Capgemini World Wealth Report 2020
It’s clear that no industry has been left untouched by the global pandemic. According to the International Monetary Fund, global economies are braced for a 4.9% decline in 2020 with the pandemic erasing more than $18 trillion through February and March of this year.
Capgemini’s report looks at the way this has shifted priorities for HNW individuals and the opportunities businesses now have to “reassess and reinvent their business models to be more agile and resilient” against future threats.
The key areas of focus for Capgemini’s report are as follows:
- HNWIs are now placing far greater importance on environmental and social priorities. “While 27% of HNWIs overall expressed interest in SI products, 40% of ultra-HNWIs were willing to put cash into sustainability.” Over half of the HNWIs interviewed consider environmental risks and climate change as key areas for focus.
- HNWIs plan to allocate 41% of their portfolio to SI products by the end of 2020, and 46% by the end of 2021. In addition to an increased conscientiousness regarding environmental impact, this newfound interest in sustainable investment appears largely down to the perception that such investment offers higher returns and lower risks.

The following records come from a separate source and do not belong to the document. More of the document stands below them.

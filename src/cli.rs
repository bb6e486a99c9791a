use std::path::PathBuf;

use clap::{CommandFactory, Parser, Subcommand};
use clap_complete::Shell;

#[derive(Debug, Parser)]
#[command(
    name = "contents-grapple",
    version,
    about = "Find which package ships a file, across Debian-style archives"
)]
pub struct Cli {
    /// Override the XDG data directory
    #[arg(long, global = true)]
    pub data_dir: Option<PathBuf>,

    /// Configuration file (defaults to config.toml in the data directory)
    #[arg(long, global = true)]
    pub config: Option<PathBuf>,

    /// Increase log verbosity (can be repeated: -v, -vv)
    #[arg(short, long, action = clap::ArgAction::Count, global = true)]
    pub verbose: u8,

    /// Only log warnings and errors
    #[arg(short, long, global = true, conflicts_with = "verbose")]
    pub quiet: bool,

    #[command(subcommand)]
    pub command: Command,
}

#[derive(Debug, Subcommand)]
pub enum Command {
    /// Refresh every configured source once
    Refresh(RefreshArgs),
    /// Refresh sources periodically until interrupted
    Watch,
    /// Find the packages providing paths that match a glob
    Find(FindArgs),
    /// List archives that completed at least one refresh
    Archives(ListArgs),
    /// List configured pools and their members
    Pools(ListArgs),
    /// Generate shell completions
    #[command(hide = true)]
    Completions(CompletionsArgs),
}

// -- Refresh --

#[derive(Debug, Parser)]
pub struct RefreshArgs {
    /// Refresh only these source URIs instead of the configured ones
    #[arg(long = "source", value_name = "URI")]
    pub sources: Vec<String>,
}

// -- Find --

#[derive(Debug, Parser)]
pub struct FindArgs {
    /// Pool name or archive identity (e.g. mirror/ubuntu/dists/xenial)
    pub target: String,

    /// Shell glob matched against whole file paths
    pub pattern: String,

    /// Output as JSON
    #[arg(long)]
    pub json: bool,
}

#[derive(Debug, Parser)]
pub struct ListArgs {
    /// Output as JSON
    #[arg(long)]
    pub json: bool,
}

// -- Completions --

#[derive(Debug, Parser)]
pub struct CompletionsArgs {
    /// Shell to generate completions for
    #[arg(value_enum)]
    pub shell: Shell,
}

impl CompletionsArgs {
    /// Generate shell completions and print to stdout.
    pub fn generate(&self) {
        let mut cmd = Cli::command();
        clap_complete::generate(
            self.shell,
            &mut cmd,
            "contents-grapple",
            &mut std::io::stdout(),
        );
    }
}

#[cfg(test)]
mod tests {
    use clap::Parser;

    use super::*;

    #[test]
    fn parse_find() {
        let cli = Cli::parse_from([
            "contents-grapple",
            "find",
            "neon",
            "usr/bin/*",
            "--json",
        ]);
        match cli.command {
            Command::Find(args) => {
                assert_eq!(args.target, "neon");
                assert_eq!(args.pattern, "usr/bin/*");
                assert!(args.json);
            }
            _ => panic!("expected find command"),
        }
    }

    #[test]
    fn parse_refresh_sources_and_globals() {
        let cli = Cli::parse_from([
            "contents-grapple",
            "refresh",
            "--source",
            "http://a/dists/x/Contents-amd64.gz",
            "--source",
            "http://b/dists/x/Contents-amd64.gz",
            "-vv",
            "--data-dir",
            "/tmp/grapple",
        ]);
        assert_eq!(cli.verbose, 2);
        assert_eq!(cli.data_dir, Some(PathBuf::from("/tmp/grapple")));
        match cli.command {
            Command::Refresh(args) => assert_eq!(args.sources.len(), 2),
            _ => panic!("expected refresh command"),
        }
    }

    #[test]
    fn quiet_conflicts_with_verbose() {
        let result =
            Cli::try_parse_from(["contents-grapple", "-q", "-v", "watch"]);
        assert!(result.is_err());
    }

    #[test]
    fn command_definition_is_valid() {
        Cli::command().debug_assert();
    }
}
use std::thread::{Scope, ScopedJoinHandle};

use crossbeam::channel::{Receiver, Sender, bounded};
use tracing::debug;

use crate::{archive::ArchiveId, error::Result, index_db::IndexDb};

/// Totals reported by a finished writer.
#[derive(Debug, Default, Clone, Copy, PartialEq, Eq)]
pub struct WriteStats {
    /// Pairs received from the parse workers.
    pub pairs: u64,
    /// Pairs that were new to the index.
    pub inserted: u64,
    /// Committed write transactions.
    pub batches: u64,
}

/// Start the single writer of an ingestion cycle inside `scope`.
///
/// Parse workers send (path, package) pairs through the returned sender.
/// The writer coalesces whatever is queued, up to `batch_size` pairs, into
/// one write transaction. Once every sender is dropped it commits the
/// remainder and returns; a successful join therefore means every pair is
/// durably stored. A storage error stops the writer, which closes the
/// channel and makes further sends fail.
pub fn spawn<'scope, 'env>(
    scope: &'scope Scope<'scope, 'env>,
    db: &'env IndexDb,
    archive: &'env ArchiveId,
    batch_size: usize,
) -> (
    Sender<(String, String)>,
    ScopedJoinHandle<'scope, Result<WriteStats>>,
) {
    let batch_size = batch_size.max(1);
    let (tx, rx) = bounded(batch_size.saturating_mul(2));
    let handle = scope.spawn(move || write_loop(db, archive, &rx, batch_size));
    (tx, handle)
}

fn write_loop(
    db: &IndexDb,
    archive: &ArchiveId,
    rx: &Receiver<(String, String)>,
    batch_size: usize,
) -> Result<WriteStats> {
    let mut stats = WriteStats::default();
    let mut pending = Vec::with_capacity(batch_size);

    while let Ok(pair) = rx.recv() {
        pending.push(pair);
        while pending.len() < batch_size {
            match rx.try_recv() {
                Ok(pair) => pending.push(pair),
                Err(_) => break,
            }
        }

        let inserted = db.insert_batch(archive, &pending)?;
        stats.pairs += pending.len() as u64;
        stats.inserted += inserted;
        stats.batches += 1;
        debug!(
            archive = %archive,
            pairs = pending.len(),
            inserted,
            "committed batch"
        );
        pending.clear();
    }

    Ok(stats)
}
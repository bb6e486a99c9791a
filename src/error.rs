use std::path::PathBuf;

pub type Result<T> = std::result::Result<T, Error>;

#[derive(Debug, thiserror::Error)]
pub enum Error {
    #[error("I/O error: {0}")]
    Io(#[from] std::io::Error),

    #[error("database error: {0}")]
    Redb(#[from] redb::Error),

    #[error("database open error: {0}")]
    RedbDatabase(#[from] redb::DatabaseError),

    #[error("database storage error: {0}")]
    RedbStorage(#[from] redb::StorageError),

    #[error("database transaction error: {0}")]
    RedbTransaction(#[from] redb::TransactionError),

    #[error("database table error: {0}")]
    RedbTable(#[from] redb::TableError),

    #[error("database commit error: {0}")]
    RedbCommit(#[from] redb::CommitError),

    #[error("HTTP error: {0}")]
    Http(#[from] reqwest::Error),

    #[error("{uri} answered with HTTP {status}")]
    Status { uri: String, status: u16 },

    #[error("invalid source URI {uri}: {reason}")]
    InvalidUri { uri: String, reason: String },

    #[error("failed to decompress document: {0}")]
    Decompress(std::io::Error),

    #[error("malformed contents line {line_no}: {line:?}")]
    MalformedLine { line_no: u64, line: String },

    #[error("index writer stopped before the document was fully written")]
    WriterClosed,

    #[error("worker thread panicked")]
    WorkerPanic,

    #[error("pattern {pattern:?} is shorter than {min} characters")]
    PatternTooShort { pattern: String, min: usize },

    #[error("invalid glob pattern: {0}")]
    Pattern(#[from] globset::Error),

    #[error("configuration error: {0}")]
    Config(String),

    #[error("invalid configuration file: {0}")]
    ConfigParse(#[from] toml::de::Error),

    #[error("data directory does not exist and could not be created: {0}")]
    DataDir(PathBuf),
}

impl Error {
    /// Storage-layer failures the process cannot work around.
    pub fn is_fatal(&self) -> bool {
        matches!(
            self,
            Error::Redb(_)
                | Error::RedbDatabase(_)
                | Error::RedbStorage(_)
                | Error::RedbTransaction(_)
                | Error::RedbTable(_)
                | Error::RedbCommit(_)
                | Error::DataDir(_)
        )
    }

    /// Errors that reject a query at the boundary rather than report a
    /// fault.
    pub fn is_query_rejection(&self) -> bool {
        matches!(self, Error::PatternTooShort { .. } | Error::Pattern(_))
    }
}
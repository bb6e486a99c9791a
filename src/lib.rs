//! contents-grapple - a reverse index from installed file paths to the
//! packages that ship them.
//!
//! Debian-style archives publish `Contents-<arch>.gz` documents listing
//! every file of every package. contents-grapple fetches them (only when
//! they changed), parses them in parallel into an embedded
//! [redb](https://github.com/cberner/redb) store, and answers shell-glob
//! queries against one archive or against a *pool*: an ordered group of
//! archives where earlier members take precedence.
//!
//! # Quick start
//!
//! ```no_run
//! use std::sync::Arc;
//!
//! use contents_grapple::{
//!     Config, DataDir, HttpSource, IndexDb, Ingestor, Service,
//! };
//!
//! let data_dir = DataDir::resolve(None).unwrap();
//! let config = Config::load(&data_dir.config_file()).unwrap();
//! let db = Arc::new(IndexDb::open(&data_dir.index_db()).unwrap());
//!
//! let source = Arc::new(HttpSource::new(&config.fetch).unwrap());
//! let ingestor = Ingestor::new(db.clone(), source, config.ingest.clone());
//! for uri in &config.sources {
//!     ingestor.refresh(uri).unwrap();
//! }
//!
//! let service = Service::new(db, &config).unwrap();
//! for (path, packages) in service.find("neon", "usr/bin/kate*").unwrap() {
//!     println!("{path}\t{}", packages.join(", "));
//! }
//! ```

pub mod archive;
pub mod batch_writer;
pub mod config;
pub mod contents;
pub mod data_dir;
pub mod error;
pub mod fetch;
pub mod index_db;
pub mod ingestion;
pub mod pool;
pub mod scheduler;
pub mod search;
pub mod service;
pub mod worker_pool;

pub use archive::ArchiveId;
pub use config::Config;
pub use data_dir::DataDir;
pub use error::{Error, Result};
pub use fetch::{DocumentSource, HttpSource};
pub use index_db::IndexDb;
pub use ingestion::{IngestReport, Ingestor, Outcome};
pub use scheduler::Scheduler;
pub use search::Matches;
pub use service::Service;
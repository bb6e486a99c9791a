use std::{
    io::{BufRead, BufReader, Read, Seek, SeekFrom},
    time::Duration,
};

use reqwest::{
    StatusCode,
    blocking::{Client, Response},
    header::{DATE, HeaderName, IF_MODIFIED_SINCE, LAST_MODIFIED},
    redirect::Policy,
};
use tracing::debug;

use crate::{
    config::FetchConfig,
    error::{Error, Result},
};

/// A freshly downloaded contents document.
pub struct Document {
    /// Gzip-compressed document bytes.
    pub body: Box<dyn Read + Send>,
    /// Freshness marker to record once the document is fully applied.
    pub marker: Option<String>,
}

impl std::fmt::Debug for Document {
    fn fmt(&self, f: &mut std::fmt::Formatter<'_>) -> std::fmt::Result {
        f.debug_struct("Document")
            .field("marker", &self.marker)
            .finish_non_exhaustive()
    }
}

#[derive(Debug)]
pub enum Fetched {
    /// The server reported no change since the given marker.
    Unchanged,
    Modified(Document),
}

/// Where contents documents come from.
pub trait DocumentSource: Send + Sync {
    /// Retrieve the document at `uri`, conditional on it having changed
    /// since the `since` marker when one is given.
    fn fetch(&self, uri: &str, since: Option<&str>) -> Result<Fetched>;
}

/// Conditional HTTP retrieval.
///
/// By default the body is spooled to an anonymous temporary file before it
/// is handed on: decompressing straight off the connection was measured to
/// be far slower for multi-hundred-megabyte documents. The file is removed
/// by the OS as soon as the returned reader is dropped.
pub struct HttpSource {
    client: Client,
    spool_to_disk: bool,
}

impl HttpSource {
    pub fn new(config: &FetchConfig) -> Result<Self> {
        let client = Client::builder()
            .timeout(Duration::from_secs(config.timeout_secs))
            .redirect(Policy::limited(10))
            .user_agent(config.user_agent.clone())
            .build()?;
        Ok(Self {
            client,
            spool_to_disk: config.spool_to_disk,
        })
    }
}

impl DocumentSource for HttpSource {
    fn fetch(&self, uri: &str, since: Option<&str>) -> Result<Fetched> {
        let mut request = self.client.get(uri);
        if let Some(since) = since {
            request = request.header(IF_MODIFIED_SINCE, since);
        }
        let mut response = request.send()?;

        let status = response.status();
        if status == StatusCode::NOT_MODIFIED {
            return Ok(Fetched::Unchanged);
        }
        if !status.is_success() {
            return Err(Error::Status {
                uri: uri.to_string(),
                status: status.as_u16(),
            });
        }
        if response.content_length() == Some(0) {
            return Ok(Fetched::Unchanged);
        }

        let marker = header(&response, DATE)
            .or_else(|| header(&response, LAST_MODIFIED));

        // Chunked or close-delimited bodies carry no length up front; an
        // empty one still means nothing changed.
        let body: Box<dyn Read + Send> = if self.spool_to_disk {
            let mut scratch = tempfile::tempfile()?;
            let bytes = response.copy_to(&mut scratch)?;
            if bytes == 0 {
                return Ok(Fetched::Unchanged);
            }
            scratch.seek(SeekFrom::Start(0))?;
            debug!(uri, bytes, "spooled document to scratch file");
            Box::new(scratch)
        } else {
            let mut stream = BufReader::new(response);
            if stream.fill_buf()?.is_empty() {
                return Ok(Fetched::Unchanged);
            }
            Box::new(stream)
        };

        Ok(Fetched::Modified(Document { body, marker }))
    }
}

fn header(response: &Response, name: HeaderName) -> Option<String> {
    response
        .headers()
        .get(name)
        .and_then(|v| v.to_str().ok())
        .map(str::to_string)
}
use std::{collections::BTreeMap, path::Path, time::Duration};

use serde::Deserialize;

use crate::{
    archive::ArchiveId,
    error::{Error, Result},
    worker_pool::PoolLimits,
};

const NEON_SOURCE: &str =
    "http://archive.neon.kde.org/user/dists/xenial/main/Contents-amd64.gz";
const UBUNTU_SOURCE: &str =
    "http://archive.ubuntu.com/ubuntu/dists/xenial/Contents-amd64.gz";

/// Runtime configuration, read from a TOML file.
///
/// Every field has a default; an absent file yields [`Config::default`],
/// which indexes KDE neon's user archive on top of Ubuntu xenial and
/// exposes both as the `neon` pool.
#[derive(Debug, Deserialize, Clone)]
#[serde(default, deny_unknown_fields)]
pub struct Config {
    /// URIs of the gzip-compressed contents documents to ingest.
    pub sources: Vec<String>,
    pub refresh_interval_secs: u64,
    /// Pool name -> member archives in precedence order. Members may be
    /// archive identities or source URIs.
    pub pools: BTreeMap<String, Vec<String>>,
    pub ingest: IngestConfig,
    pub search: SearchConfig,
    pub query: QueryConfig,
    pub fetch: FetchConfig,
}

impl Default for Config {
    fn default() -> Self {
        let mut pools = BTreeMap::new();
        pools.insert(
            "neon".to_string(),
            vec![NEON_SOURCE.to_string(), UBUNTU_SOURCE.to_string()],
        );
        Self {
            sources: vec![NEON_SOURCE.to_string(), UBUNTU_SOURCE.to_string()],
            refresh_interval_secs: 30 * 60,
            pools,
            ingest: IngestConfig::default(),
            search: SearchConfig::default(),
            query: QueryConfig::default(),
            fetch: FetchConfig::default(),
        }
    }
}

#[derive(Debug, Deserialize, Clone)]
#[serde(default, deny_unknown_fields)]
pub struct IngestConfig {
    /// Parse workers per ingestion cycle.
    pub workers: usize,
    /// Bytes of raw lines allowed to wait for a parse worker.
    pub memory_budget_bytes: u64,
    /// Expected average line length, used to turn the budget into a
    /// queue length.
    pub average_line_bytes: u64,
    /// Maximum (path, package) pairs per write transaction.
    pub batch_size: usize,
}

impl Default for IngestConfig {
    fn default() -> Self {
        Self {
            workers: default_workers(),
            memory_budget_bytes: 64 * 1024 * 1024,
            average_line_bytes: 75,
            batch_size: 50_000,
        }
    }
}

impl IngestConfig {
    /// Lines that may be queued at once: the memory budget divided by the
    /// average line length, at least one.
    pub fn queue_capacity(&self) -> usize {
        let slots = self.memory_budget_bytes / self.average_line_bytes.max(1);
        usize::try_from(slots).unwrap_or(usize::MAX).max(1)
    }

    pub fn limits(&self) -> PoolLimits {
        PoolLimits {
            workers: self.workers,
            queue_capacity: self.queue_capacity(),
        }
    }
}

#[derive(Debug, Deserialize, Clone)]
#[serde(default, deny_unknown_fields)]
pub struct SearchConfig {
    /// Glob matching workers per query.
    pub workers: usize,
    /// Paths queued between the bucket scan and the matchers.
    pub queue_capacity: usize,
    /// Matches queued between the matchers and the collector.
    pub result_capacity: usize,
}

impl Default for SearchConfig {
    fn default() -> Self {
        Self {
            workers: default_workers(),
            queue_capacity: 4096,
            result_capacity: 1024,
        }
    }
}

impl SearchConfig {
    pub fn limits(&self) -> PoolLimits {
        PoolLimits {
            workers: self.workers,
            queue_capacity: self.queue_capacity,
        }
    }
}

#[derive(Debug, Deserialize, Clone)]
#[serde(default, deny_unknown_fields)]
pub struct QueryConfig {
    /// Shorter patterns are rejected before any scan.
    pub min_pattern_len: usize,
}

impl Default for QueryConfig {
    fn default() -> Self {
        Self { min_pattern_len: 3 }
    }
}

#[derive(Debug, Deserialize, Clone)]
#[serde(default, deny_unknown_fields)]
pub struct FetchConfig {
    pub timeout_secs: u64,
    /// Copy the body to a scratch file before decompressing it.
    pub spool_to_disk: bool,
    pub user_agent: String,
}

impl Default for FetchConfig {
    fn default() -> Self {
        Self {
            timeout_secs: 600,
            spool_to_disk: true,
            user_agent: concat!("contents-grapple/", env!("CARGO_PKG_VERSION"))
                .to_string(),
        }
    }
}

fn default_workers() -> usize {
    std::thread::available_parallelism()
        .map(|n| n.get())
        .unwrap_or(4)
}

impl Config {
    /// Load the configuration at `path`, falling back to the defaults when
    /// the file does not exist.
    pub fn load(path: &Path) -> Result<Self> {
        if !path.exists() {
            return Ok(Self::default());
        }
        let content = std::fs::read_to_string(path).map_err(|e| {
            Error::Config(format!("cannot read {}: {e}", path.display()))
        })?;
        Self::from_toml_str(&content)
    }

    pub fn from_toml_str(content: &str) -> Result<Self> {
        let config: Self = toml::from_str(content)?;
        config.validate()?;
        Ok(config)
    }

    pub fn validate(&self) -> Result<()> {
        let positive = [
            ("refresh_interval_secs", self.refresh_interval_secs),
            ("ingest.workers", self.ingest.workers as u64),
            ("ingest.batch_size", self.ingest.batch_size as u64),
            ("ingest.average_line_bytes", self.ingest.average_line_bytes),
            ("search.workers", self.search.workers as u64),
            ("search.queue_capacity", self.search.queue_capacity as u64),
            ("search.result_capacity", self.search.result_capacity as u64),
            ("fetch.timeout_secs", self.fetch.timeout_secs),
        ];
        for (name, value) in positive {
            if value == 0 {
                return Err(Error::Config(format!("{name} must be positive")));
            }
        }

        for source in &self.sources {
            ArchiveId::from_uri(source)?;
        }
        self.pools()?;
        Ok(())
    }

    pub fn refresh_interval(&self) -> Duration {
        Duration::from_secs(self.refresh_interval_secs)
    }

    /// Pools with every member normalized to an archive identity.
    pub fn pools(&self) -> Result<BTreeMap<String, Vec<ArchiveId>>> {
        self.pools
            .iter()
            .map(|(name, members)| {
                let members = members
                    .iter()
                    .map(|m| ArchiveId::parse_lenient(m))
                    .collect::<Result<Vec<_>>>()?;
                Ok((name.clone(), members))
            })
            .collect()
    }
}
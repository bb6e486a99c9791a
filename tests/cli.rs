use std::{
    path::{Path, PathBuf},
    process::{Command, Output},
};

use contents_grapple::{ArchiveId, IndexDb};

fn grapple_bin() -> PathBuf {
    PathBuf::from(env!("CARGO_BIN_EXE_contents-grapple"))
}

fn run(data_dir: &Path, args: &[&str]) -> Output {
    Command::new(grapple_bin())
        .arg("--data-dir")
        .arg(data_dir)
        .args(args)
        .env_remove("CONTENTS_GRAPPLE_LOG")
        .output()
        .unwrap()
}

fn setup_fixture(data_dir: &Path) -> Result<(), Box<dyn std::error::Error>> {
    let db = IndexDb::open(&data_dir.join("contents.redb"))?;
    let neon = ArchiveId::from_identity("neon.test/user/dists/xenial");
    let ubuntu = ArchiveId::from_identity("ubuntu.test/ubuntu/dists/xenial");

    db.insert_batch(
        &neon,
        &[("usr/bin/kate".to_string(), "kate".to_string())],
    )?;
    db.set_refresh_marker(&neon, "Tue, 01 Mar 2016 10:00:00 GMT")?;
    db.insert_batch(
        &ubuntu,
        &[
            ("usr/bin/kate".to_string(), "kate-ubuntu".to_string()),
            ("usr/bin/ls".to_string(), "coreutils".to_string()),
        ],
    )?;
    db.set_refresh_marker(&ubuntu, "Tue, 01 Mar 2016 09:00:00 GMT")?;

    std::fs::write(
        data_dir.join("config.toml"),
        "sources = []\n\
         \n\
         [pools]\n\
         desktop = [\"neon.test/user/dists/xenial\", \
                    \"ubuntu.test/ubuntu/dists/xenial\"]\n",
    )?;
    Ok(())
}

#[test]
fn find_in_pool_as_json() -> Result<(), Box<dyn std::error::Error>> {
    let tempdir = tempfile::tempdir()?;
    setup_fixture(tempdir.path())?;

    let output =
        run(tempdir.path(), &["find", "desktop", "usr/bin/*", "--json"]);
    assert!(output.status.success());

    let value: serde_json::Value = serde_json::from_slice(&output.stdout)?;
    assert_eq!(value["usr/bin/kate"], serde_json::json!(["kate"]));
    assert_eq!(value["usr/bin/ls"], serde_json::json!(["coreutils"]));
    Ok(())
}

#[test]
fn find_in_archive_as_text() -> Result<(), Box<dyn std::error::Error>> {
    let tempdir = tempfile::tempdir()?;
    setup_fixture(tempdir.path())?;

    let output = run(
        tempdir.path(),
        &["find", "ubuntu.test/ubuntu/dists/xenial", "usr/bin/kat?"],
    );
    assert!(output.status.success());
    assert_eq!(
        String::from_utf8(output.stdout)?,
        "usr/bin/kate\tkate-ubuntu\n"
    );
    Ok(())
}

#[test]
fn short_pattern_fails() -> Result<(), Box<dyn std::error::Error>> {
    let tempdir = tempfile::tempdir()?;
    setup_fixture(tempdir.path())?;

    let output = run(tempdir.path(), &["find", "desktop", "*"]);
    assert!(!output.status.success());
    Ok(())
}

#[test]
fn lists_archives_and_pools() -> Result<(), Box<dyn std::error::Error>> {
    let tempdir = tempfile::tempdir()?;
    setup_fixture(tempdir.path())?;

    let output = run(tempdir.path(), &["archives", "--json"]);
    assert!(output.status.success());
    let archives: Vec<String> = serde_json::from_slice(&output.stdout)?;
    assert_eq!(archives.len(), 2);

    let output = run(tempdir.path(), &["pools", "--json"]);
    assert!(output.status.success());
    let pools: serde_json::Value = serde_json::from_slice(&output.stdout)?;
    assert_eq!(
        pools["desktop"],
        serde_json::json!([
            "neon.test/user/dists/xenial",
            "ubuntu.test/ubuntu/dists/xenial"
        ])
    );
    Ok(())
}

- Continuing a permeating trend through most of the FS industry, there is a new demand for hyperpersonalisation within product ranges. HNWIs are looking for bespoke risk profiles, comprised of detailed behavioural science and sentiment analysis, that is specifically targeted to them
- In an age of continuing technological advancement and innovation, clients expect wealth management firms to have strong digital capabilities allowing customised reporting and tailored advice through data analytics and machine learning.
Disparity between Wealth Managers and their HNWI clients
- Wealth Manager fees were a notable topic of dissatisfaction with 33% of those interviewed uncomfortable with rates in 2019. According to the report, more than one in five HNWIs might switch firms in the next year with high fees being the top reason for 42% of HNWIs. There is an increasing expectation for strong, personalised performance and services for the fees charged.
- Despite the fact only 26% of wealth managers consider BigTech as serious competition, they may be overlooking the perception of their HNWI clients. 74% of HNWIs report a willingness to consider wealth management offerings from BigTechs, jumping to 94% among the 22% of HNWIs who say they may switch their primary wealth management firm in the next 12 months.
Increased demand for digital services
- The aspects of services that caused the most HNWI dissatisfaction were acquisition, advisory and value-added services within the customer journey
- Capgemini recommends that wealth management firms can tackle this with an Open X approach that will allow data and resources to be efficiently exchanged, allowing for continuous improvement of the customer journey and meeting the hyperpersonalisation needs as described above.
In summary, Capgemini’s report suggests wealth management firms should invest in technology to expand their in-house digital capabilities. The uncertainty caused by the pandemic will mean the industry must be ready to innovate and adapt to a rapidly changing environment and evolving customer demands.